MATERIAL FOR THIS TASK =>
*** Begin section ***
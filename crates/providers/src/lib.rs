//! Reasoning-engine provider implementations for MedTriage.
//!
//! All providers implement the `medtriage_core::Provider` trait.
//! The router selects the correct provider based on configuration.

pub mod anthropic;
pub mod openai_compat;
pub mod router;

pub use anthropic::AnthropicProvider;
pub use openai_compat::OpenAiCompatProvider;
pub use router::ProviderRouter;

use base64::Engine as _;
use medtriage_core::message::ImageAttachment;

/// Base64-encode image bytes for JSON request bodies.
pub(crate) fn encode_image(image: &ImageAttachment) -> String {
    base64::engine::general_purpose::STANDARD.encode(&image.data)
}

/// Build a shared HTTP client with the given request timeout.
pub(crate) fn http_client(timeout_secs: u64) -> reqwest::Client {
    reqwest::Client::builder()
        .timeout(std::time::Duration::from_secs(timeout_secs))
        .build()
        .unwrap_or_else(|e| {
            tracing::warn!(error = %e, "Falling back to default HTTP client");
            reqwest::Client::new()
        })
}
*** End section ***
*** Begin section ***
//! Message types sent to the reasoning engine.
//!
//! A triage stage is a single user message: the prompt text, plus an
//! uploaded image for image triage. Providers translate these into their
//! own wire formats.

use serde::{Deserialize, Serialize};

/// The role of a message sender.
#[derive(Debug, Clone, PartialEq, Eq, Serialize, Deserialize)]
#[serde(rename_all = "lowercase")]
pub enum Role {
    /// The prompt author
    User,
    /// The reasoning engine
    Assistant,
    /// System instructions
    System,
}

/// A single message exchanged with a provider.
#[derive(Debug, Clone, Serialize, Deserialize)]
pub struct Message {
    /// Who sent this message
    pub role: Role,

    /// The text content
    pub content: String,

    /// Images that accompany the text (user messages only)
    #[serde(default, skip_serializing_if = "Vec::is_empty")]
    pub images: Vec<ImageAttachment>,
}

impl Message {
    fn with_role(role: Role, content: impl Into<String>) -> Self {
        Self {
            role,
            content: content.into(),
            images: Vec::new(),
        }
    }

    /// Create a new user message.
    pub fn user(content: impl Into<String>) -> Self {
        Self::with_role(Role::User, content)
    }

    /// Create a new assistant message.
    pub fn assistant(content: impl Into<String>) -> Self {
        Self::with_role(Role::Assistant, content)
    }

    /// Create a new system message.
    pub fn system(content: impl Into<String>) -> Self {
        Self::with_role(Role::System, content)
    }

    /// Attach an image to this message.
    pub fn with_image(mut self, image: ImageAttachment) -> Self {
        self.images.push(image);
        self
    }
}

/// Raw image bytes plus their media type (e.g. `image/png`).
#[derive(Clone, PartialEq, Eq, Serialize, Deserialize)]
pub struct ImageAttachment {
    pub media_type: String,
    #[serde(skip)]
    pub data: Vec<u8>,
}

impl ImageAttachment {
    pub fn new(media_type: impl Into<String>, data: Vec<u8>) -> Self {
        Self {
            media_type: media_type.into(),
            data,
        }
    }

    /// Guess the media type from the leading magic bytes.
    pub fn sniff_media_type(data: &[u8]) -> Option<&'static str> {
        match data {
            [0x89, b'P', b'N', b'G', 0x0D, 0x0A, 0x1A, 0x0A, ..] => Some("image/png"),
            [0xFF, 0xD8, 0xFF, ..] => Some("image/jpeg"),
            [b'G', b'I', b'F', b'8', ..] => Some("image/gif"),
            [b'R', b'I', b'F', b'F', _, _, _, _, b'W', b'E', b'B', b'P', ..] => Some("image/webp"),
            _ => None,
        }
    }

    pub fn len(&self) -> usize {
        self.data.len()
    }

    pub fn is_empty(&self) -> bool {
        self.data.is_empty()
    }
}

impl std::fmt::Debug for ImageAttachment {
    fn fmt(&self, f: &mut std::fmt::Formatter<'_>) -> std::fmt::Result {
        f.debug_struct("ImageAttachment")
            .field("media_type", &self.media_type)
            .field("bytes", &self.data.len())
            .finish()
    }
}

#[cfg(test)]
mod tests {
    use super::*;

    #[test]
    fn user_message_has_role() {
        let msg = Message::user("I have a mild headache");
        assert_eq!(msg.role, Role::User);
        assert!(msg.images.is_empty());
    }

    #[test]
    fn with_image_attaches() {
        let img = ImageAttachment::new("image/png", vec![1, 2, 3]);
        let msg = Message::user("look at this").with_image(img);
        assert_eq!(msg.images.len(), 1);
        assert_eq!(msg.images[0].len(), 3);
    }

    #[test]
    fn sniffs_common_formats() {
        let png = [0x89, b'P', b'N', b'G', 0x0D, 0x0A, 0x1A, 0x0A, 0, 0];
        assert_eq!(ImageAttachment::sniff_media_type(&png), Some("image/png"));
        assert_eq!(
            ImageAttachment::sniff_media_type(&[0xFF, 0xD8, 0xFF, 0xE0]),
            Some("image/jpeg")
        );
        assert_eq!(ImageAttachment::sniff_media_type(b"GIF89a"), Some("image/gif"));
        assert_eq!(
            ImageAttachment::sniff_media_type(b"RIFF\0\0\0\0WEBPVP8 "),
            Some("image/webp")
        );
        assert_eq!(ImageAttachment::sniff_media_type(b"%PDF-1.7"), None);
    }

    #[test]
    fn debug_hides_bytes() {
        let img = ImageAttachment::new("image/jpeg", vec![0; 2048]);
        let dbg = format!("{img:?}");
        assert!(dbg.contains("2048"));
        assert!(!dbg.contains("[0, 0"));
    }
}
*** End section ***
*** Begin section ***
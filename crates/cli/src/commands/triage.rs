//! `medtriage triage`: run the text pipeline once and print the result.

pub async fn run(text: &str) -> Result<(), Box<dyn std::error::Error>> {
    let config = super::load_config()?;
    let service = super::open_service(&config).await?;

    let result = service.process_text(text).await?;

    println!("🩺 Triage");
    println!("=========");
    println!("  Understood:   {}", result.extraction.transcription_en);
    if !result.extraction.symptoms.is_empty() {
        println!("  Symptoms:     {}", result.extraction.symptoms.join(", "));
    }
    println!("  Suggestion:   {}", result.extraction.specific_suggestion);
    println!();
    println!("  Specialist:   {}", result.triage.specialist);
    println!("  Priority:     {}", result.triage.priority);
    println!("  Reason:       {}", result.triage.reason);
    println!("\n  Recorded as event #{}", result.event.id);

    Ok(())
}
*** End section ***
WORK TO COMPLETE => Please show the lines in the entries above that hold the string "plus".

ANSWER BELOW =>
//! A triage stage is a single user message: the prompt text, plus an
/// Raw image bytes plus their media type (e.g. `image/png`).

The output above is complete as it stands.